Johnson deu este exemplo: “Há uma fazenda perto da minha que eu gostaria de comprar. É um projeto perfeito para pastagem, adicionando pequenos grãos orgânicos, mas para pagar essa fazenda e poder pagar o banco todos os anos, devido à sua alta classificação de adequação do milho, eu teria que cultivar milho em cada acre disso todos os anos. para fazer pagamentos. Então, isso me desincentiva a cultivar qualquer outra coisa.”

Ela sugeriu que as políticas, as estratégias de mitigação de riscos e o financiamento agrícola estão todos em vigor para ajudar a manter os agricultores a cultivar apenas milho e soja.

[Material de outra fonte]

//! JavaScript run inside rendered pages.

/// Opens collapsed navigation groups so their children appear in the DOM.
///
/// Covers the common framework mechanisms: `<details>` elements, toggles
/// carrying `aria-expanded="false"`, and Docusaurus-style collapsed menu
/// categories. Returns the number of groups it opened so the renderer can
/// decide whether another settle pass is worthwhile.
pub const EXPAND_NAV_GROUPS_SCRIPT: &str = r#"
    (() => {
        let expanded = 0;

        document.querySelectorAll('aside details:not([open]), nav details:not([open])')
            .forEach(d => { d.open = true; expanded += 1; });

        document.querySelectorAll(
            'aside [aria-expanded="false"], nav [aria-expanded="false"], .menu [aria-expanded="false"]'
        ).forEach(el => {
            el.click();
            expanded += 1;
        });

        document.querySelectorAll('.menu__list-item--collapsed > .menu__link--sublist')
            .forEach(el => {
                el.click();
                expanded += 1;
            });

        return expanded;
    })()
"#;

/// Reports whether the document has finished loading.
pub const READY_STATE_SCRIPT: &str = r#"
    (() => ({
        readyState: document.readyState,
        bodyExists: document.body !== null
    }))()
"#;
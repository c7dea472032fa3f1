use docharvest::nav::{ExtractOptions, extract_nav_entries};
use url::Url;

fn page() -> Url {
    Url::parse("https://docs.test/guide/intro").expect("url")
}

fn extract(html: &str) -> Vec<(String, String)> {
    extract_nav_entries(html, &page(), ExtractOptions::default())
        .into_iter()
        .map(|e| (e.label, e.url))
        .collect()
}

#[test]
fn test_sidebar_tree_layout() {
    let html = r#"
        <html><body>
        <aside class="sidebar">
            <ul>
                <li><a href="/guide/intro">Introduction</a></li>
                <li><a href="/guide/install">Installation</a></li>
                <li><a href="../api/index.html">API Reference</a></li>
            </ul>
        </aside>
        </body></html>"#;

    let entries = extract(html);
    assert_eq!(
        entries,
        [
            (
                "Introduction".to_string(),
                "https://docs.test/guide/intro".to_string()
            ),
            (
                "Installation".to_string(),
                "https://docs.test/guide/install".to_string()
            ),
            (
                "API Reference".to_string(),
                "https://docs.test/api/index.html".to_string()
            ),
        ]
    );
}

#[test]
fn test_collapsible_menu_layout() {
    // Docusaurus-style menu, groups already expanded by the renderer
    let html = r#"
        <html><body>
        <div class="theme-doc-sidebar-menu">
            <a class="menu__link" href="/docs/start">Getting Started</a>
            <a class="menu__link" href="/docs/config">Configuration</a>
        </div>
        </body></html>"#;

    let entries = extract(html);
    assert_eq!(entries.len(), 2);
    assert_eq!(entries[0].1, "https://docs.test/docs/start");
}

#[test]
fn test_details_groups_count_as_collapsible_menu() {
    let html = r#"
        <html><body>
        <details open><summary>Basics</summary>
            <a href="/one">One</a>
            <a href="/two">Two</a>
        </details>
        </body></html>"#;

    let entries = extract(html);
    let labels: Vec<_> = entries.iter().map(|(l, _)| l.as_str()).collect();
    assert_eq!(labels, ["One", "Two"]);
}

#[test]
fn test_flat_list_is_the_fallback() {
    let html = r#"
        <html><body>
        <nav>
            <a href="/alpha">Alpha</a>
            <a href="/beta">Beta</a>
        </nav>
        </body></html>"#;

    let entries = extract(html);
    assert_eq!(entries.len(), 2);
}

#[test]
fn test_first_matching_layout_wins_and_results_never_merge() {
    // Page has both a sidebar tree and a plain nav; only the sidebar's
    // links may appear in the result
    let html = r#"
        <html><body>
        <aside class="sidebar"><a href="/sidebar-only">Sidebar</a></aside>
        <nav><a href="/nav-only">Nav</a></nav>
        </body></html>"#;

    let entries = extract(html);
    assert_eq!(entries.len(), 1);
    assert_eq!(entries[0].1, "https://docs.test/sidebar-only");
}

#[test]
fn test_duplicate_urls_keep_first_label_and_order() {
    let html = r#"
        <html><body>
        <aside class="sidebar">
            <a href="/page">First</a>
            <a href="/other">Other</a>
            <a href="/page/">Second</a>
        </aside>
        </body></html>"#;

    let entries = extract(html);
    // /page and /page/ normalize to the same URL
    assert_eq!(entries.len(), 2);
    assert_eq!(entries[0].0, "First");
    assert_eq!(entries[1].1, "https://docs.test/other");
}

#[test]
fn test_cross_host_and_non_http_links_are_discarded() {
    let html = r#"
        <html><body>
        <aside class="sidebar">
            <a href="https://github.test/repo">GitHub</a>
            <a href="mailto:team@docs.test">Mail</a>
            <a href="javascript:void(0)">Toggle</a>
            <a href="/kept">Kept</a>
        </aside>
        </body></html>"#;

    let entries = extract(html);
    assert_eq!(entries.len(), 1);
    assert_eq!(entries[0].1, "https://docs.test/kept");
}

#[test]
fn test_anchors_without_labels_are_skipped() {
    let html = r#"
        <html><body>
        <aside class="sidebar">
            <a href="/icon-only"><img src="icon.svg"></a>
            <a href="/named">Named</a>
        </aside>
        </body></html>"#;

    let entries = extract(html);
    assert_eq!(entries.len(), 1);
    assert_eq!(entries[0].0, "Named");
}

#[test]
fn test_fragments_drop_by_default_and_survive_fragment_routing() {
    let html = r#"
        <html><body>
        <aside class="sidebar">
            <a href="/page#alpha">Alpha</a>
            <a href="/page#beta">Beta</a>
        </aside>
        </body></html>"#;

    // Default: both collapse onto the same fragmentless URL
    let plain = extract(html);
    assert_eq!(plain.len(), 1);
    assert_eq!(plain[0].1, "https://docs.test/page");

    // Fragment routing: each fragment is a distinct page
    let routed = extract_nav_entries(
        html,
        &page(),
        ExtractOptions {
            fragment_routing: true,
        },
    );
    let urls: Vec<_> = routed.iter().map(|e| e.url.as_str()).collect();
    assert_eq!(
        urls,
        ["https://docs.test/page#alpha", "https://docs.test/page#beta"]
    );
}

#[test]
fn test_unrecognized_layout_yields_nothing() {
    let html = "<html><body><p>No navigation here.</p></body></html>";
    assert!(extract(html).is_empty());
}
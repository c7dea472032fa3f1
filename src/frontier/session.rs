//! The crawl loop: INIT → EXPANDING → (DONE | FAILED).
//!
//! One session owns the renderer for the crawl's duration and drives the
//! frontier strictly sequentially, one page at a time, with an
//! unconditional politeness delay between expansions. After every
//! expansion the checkpoint is persisted, so external interruption always
//! resumes from the last completed page.

use anyhow::{Context, Result, bail};
use log::{debug, info, warn};
use serde::Serialize;
use std::io::Write;
use url::Url;

use super::Frontier;
use super::checkpoint::CheckpointStore;
use crate::config::CrawlConfig;
use crate::nav::url_utils::normalize;
use crate::nav::{ExtractOptions, NavEntry, extract_nav_entries};
use crate::renderer::PageRenderer;

/// A page that failed to render or extract. Recorded, never fatal.
#[derive(Debug, Clone, Serialize)]
pub struct FailedPage {
    pub url: String,
    pub error: String,
}

/// Result of a completed crawl.
#[derive(Debug)]
pub struct CrawlOutcome {
    /// All discovered entries, insertion order preserved.
    pub discovered: Vec<NavEntry>,
    pub pages_processed: u64,
    /// True when the crawl stopped at the page-count ceiling instead of
    /// exhausting the frontier.
    pub reached_page_ceiling: bool,
    pub failed_pages: Vec<FailedPage>,
}

/// Drives a crawl over any [`PageRenderer`].
pub struct CrawlSession<R: PageRenderer> {
    renderer: R,
    config: CrawlConfig,
    store: CheckpointStore,
}

impl<R: PageRenderer> CrawlSession<R> {
    #[must_use]
    pub fn new(renderer: R, config: CrawlConfig) -> Self {
        let store = CheckpointStore::new(config.checkpoint_path().clone());
        Self {
            renderer,
            config,
            store,
        }
    }

    /// Give the renderer back, for shutdown once the crawl is over.
    #[must_use]
    pub fn into_renderer(self) -> R {
        self.renderer
    }

    /// Run the crawl to DONE and persist the link outputs.
    ///
    /// Fails only when the seed URL itself cannot be rendered on a fresh
    /// crawl; every other page failure contributes zero entries.
    pub async fn run(&self) -> Result<CrawlOutcome> {
        let seed = self.normalized_seed()?;
        let seed_str = seed.to_string();

        let mut frontier = self.init_frontier(&seed_str)?;
        let opts = ExtractOptions {
            fragment_routing: self.config.fragment_routing(),
        };
        let mut failed_pages = Vec::new();
        let mut reached_page_ceiling = false;

        loop {
            if frontier.pages_processed() >= self.config.max_pages() {
                warn!(
                    "page-count ceiling of {} reached with {} URLs still pending",
                    self.config.max_pages(),
                    frontier.pending().len()
                );
                reached_page_ceiling = true;
                break;
            }

            let Some(url_str) = frontier.next_pending() else {
                break;
            };

            let entries = match Url::parse(&url_str) {
                Ok(url) => match self.renderer.render(&url).await {
                    Ok(html) => {
                        let entries = extract_nav_entries(&html, &url, opts);
                        if entries.is_empty() {
                            debug!("no navigation entries on {url_str}");
                        }
                        entries
                    }
                    Err(e) => {
                        if frontier.pages_processed() == 0 && url_str == seed_str {
                            bail!("seed URL {seed_str} cannot be rendered: {e}");
                        }
                        warn!("render failed for {url_str}: {e}");
                        failed_pages.push(FailedPage {
                            url: url_str.clone(),
                            error: e.to_string(),
                        });
                        Vec::new()
                    }
                },
                Err(e) => {
                    warn!("unparseable URL in frontier, skipping {url_str}: {e}");
                    failed_pages.push(FailedPage {
                        url: url_str.clone(),
                        error: e.to_string(),
                    });
                    Vec::new()
                }
            };

            let new_count = entries.len();
            frontier.record_expansion(&url_str, entries);
            info!(
                "expanded {} ({} entries, {} discovered, {} pending)",
                url_str,
                new_count,
                frontier.discovered().len(),
                frontier.pending().len()
            );

            self.store.save(&seed_str, &frontier)?;

            // Politeness contract toward the target site, not an
            // optimization knob: always waited between two expansions
            if !frontier.is_exhausted()
                && frontier.pages_processed() < self.config.max_pages()
            {
                tokio::time::sleep(self.config.delay()).await;
            }
        }

        let pages_processed = frontier.pages_processed();
        let outcome = CrawlOutcome {
            discovered: frontier.into_discovered(),
            pages_processed,
            reached_page_ceiling,
            failed_pages,
        };

        write_link_outputs(&self.config, &seed_str, &outcome)?;
        Ok(outcome)
    }

    fn normalized_seed(&self) -> Result<Url> {
        let mut seed = Url::parse(self.config.seed_url())
            .with_context(|| format!("invalid seed URL {:?}", self.config.seed_url()))?;
        normalize(&mut seed, self.config.fragment_routing());
        Ok(seed)
    }

    /// INIT: resume from a prior checkpoint only when asked to and the
    /// checkpoint belongs to the same seed; otherwise start fresh.
    fn init_frontier(&self, seed_str: &str) -> Result<Frontier> {
        if self.config.resume()
            && let Some(record) = self.store.load()?
        {
            if record.seed_url == seed_str {
                info!(
                    "resuming crawl: {} pages processed, {} pending",
                    record.pages_processed,
                    record.pending.len()
                );
                return Ok(record.into_frontier());
            }
            warn!(
                "checkpoint at {} belongs to seed {}, not {}; starting fresh",
                self.store.path().display(),
                record.seed_url,
                seed_str
            );
        }
        Ok(Frontier::seeded(seed_str.to_string()))
    }
}

/// Structured link output, chained into the download stage.
#[derive(Debug, Serialize)]
struct LinkOutput<'a> {
    seed_url: &'a str,
    total_links: usize,
    pages_processed: u64,
    failed_count: usize,
    extracted_at: chrono::DateTime<chrono::Utc>,
    links: &'a [NavEntry],
    failed_pages: &'a [FailedPage],
}

/// Persist the ordered link list in both forms: structured JSON for machine
/// chaining and one URL per line for manual inspection.
fn write_link_outputs(config: &CrawlConfig, seed_str: &str, outcome: &CrawlOutcome) -> Result<()> {
    if let Some(dir) = config.output_path().parent()
        && !dir.as_os_str().is_empty()
    {
        std::fs::create_dir_all(dir)
            .with_context(|| format!("create output directory {}", dir.display()))?;
    }

    let output = LinkOutput {
        seed_url: seed_str,
        total_links: outcome.discovered.len(),
        pages_processed: outcome.pages_processed,
        failed_count: outcome.failed_pages.len(),
        extracted_at: chrono::Utc::now(),
        links: &outcome.discovered,
        failed_pages: &outcome.failed_pages,
    };
    let json = serde_json::to_vec_pretty(&output).context("serialize link output")?;
    std::fs::write(config.output_path(), json)
        .with_context(|| format!("write {}", config.output_path().display()))?;

    let text_path = config.text_output_path();
    let mut text = std::fs::File::create(&text_path)
        .with_context(|| format!("create {}", text_path.display()))?;
    for entry in &outcome.discovered {
        writeln!(text, "{}", entry.url).context("write link line")?;
    }

    info!(
        "wrote {} links to {} and {}",
        outcome.discovered.len(),
        config.output_path().display(),
        text_path.display()
    );
    Ok(())
}
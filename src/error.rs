//! Error taxonomy for the harvest pipeline.
//!
//! Single-item failures (one page, one fetch, one upload) are represented by
//! these types and recorded by the surrounding loop; they never abort a
//! stage. Only condition-class failures (seed unreachable, authentication
//! rejected, a batch plan violating the quota) are fatal.

use std::time::Duration;
use thiserror::Error;

/// A page render failed. Both variants are recoverable at the crawl level:
/// the page contributes zero navigation entries and the crawl continues.
#[derive(Debug, Error)]
pub enum RenderError {
    #[error("render timed out after {0:?}")]
    Timeout(Duration),
    #[error("render failed: {0}")]
    Failed(String),
}

/// A page fetch failed during the download stage.
#[derive(Debug, Error)]
pub enum FetchError {
    /// Network-level failure. Retried with backoff up to a bounded attempt
    /// count, then demoted to a recorded failure.
    #[error("transient fetch error for {url}: {reason}")]
    Transient { url: String, reason: String },
    /// The server answered with a status that will not improve on retry.
    #[error("fetch of {url} rejected with status {status}")]
    Rejected { url: String, status: u16 },
}

impl FetchError {
    #[must_use]
    pub fn is_retryable(&self) -> bool {
        match self {
            Self::Transient { .. } => true,
            // 429 and 5xx may recover; 4xx otherwise will not
            Self::Rejected { status, .. } => *status == 429 || *status >= 500,
        }
    }
}

/// A batch plan would exceed the remote per-collection limit.
///
/// This is a programming-invariant failure: `batch::plan` can never produce
/// such a plan, so the check exists purely as a defensive assertion before
/// anything is sent to the remote service.
#[derive(Debug, Error)]
#[error("batch {index} ({name:?}) holds {len} items, exceeding quota {quota}")]
pub struct QuotaViolation {
    pub index: usize,
    pub name: String,
    pub len: usize,
    pub quota: usize,
}

/// Upload-stage failures.
#[derive(Debug, Error)]
pub enum UploadError {
    /// The remote service rejected the session. Fatal for the stage; there
    /// is no useful retry.
    #[error("authentication rejected by remote service: {0}")]
    Auth(String),
    #[error("failed to create collection {name:?}: {reason}")]
    CollectionCreate { name: String, reason: String },
    #[error("upload of {title:?} failed: {reason}")]
    Item { title: String, reason: String },
}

“Acrescentamos a isso o envelhecimento da população agrícola e há pouca oportunidade para os agricultores que querem começar por causa do aumento do custo da terra e dos valores das propriedades devido ao milho, e esta mentalidade realmente competitiva baseada apenas na produção, e nós ‘ Estamos neste tipo de espiral descendente em direção a alguns ricos que possuem todas as terras e que, no final, podem nem ser agricultores”, disse ela.

Ela fez outra pergunta: “E se usarmos algumas dessas táticas semelhantes para promover a diversidade? Vamos mudar a política para valorizar a terra de forma diferente. Agora não é acessível aos novos agricultores o acesso à terra, mas poderíamos estar a cultivar muitos alimentos diferentes, e diferentes tipos de alimentos que escalam aqui, políticas estaduais e federais que promovam a diversificação, como a reforma dos subsídios.”

“Não apenas para alguns produtos, mas para alimentos locais para nossas escolas, nossas instituições, hospitais, lares de idosos e refeitórios de empresas”, acrescentou ela. “Políticas que promovam e valorizem os ecossistemas e práticas para conservá-los.”

Ela também sugeriu mais pesquisas em sementes fora do milho e da soja e incentivos ao cultivo de outras culturas.

Ela terminou com: “Acho que nossa lei agrícola precisa ser preventiva em vez de continuar como sempre. Acredito que com estratégias preventivas de longo prazo, isso economizará o dinheiro dos contribuintes no longo prazo.”

A lei agrícola de 2023 ainda não foi aprovada. Os desacordos em torno dos gastos entre os políticos são em grande parte os culpados, mas compreender as necessidades de todos pode ajudar a moldar um projeto de lei que irá realmente beneficiar as muitas pessoas afetadas por esta enorme peça legislativa.

Markie Hageman Jones formou-se em agronegócio na Fort Hays State University. Ela está ativamente envolvida na Associação de Pecuaristas de seu estado, no capítulo de Jovens Agricultores e na Associação Nacional de Pecuaristas de Carne Bovina. Seus artigos AGDAILY.com podem ser encontradosaqui.

A postagem Grupo de vigilância investiga os programas de rede de segurança da lei agrícola apareceu primeiro em TODOS OS DIAS.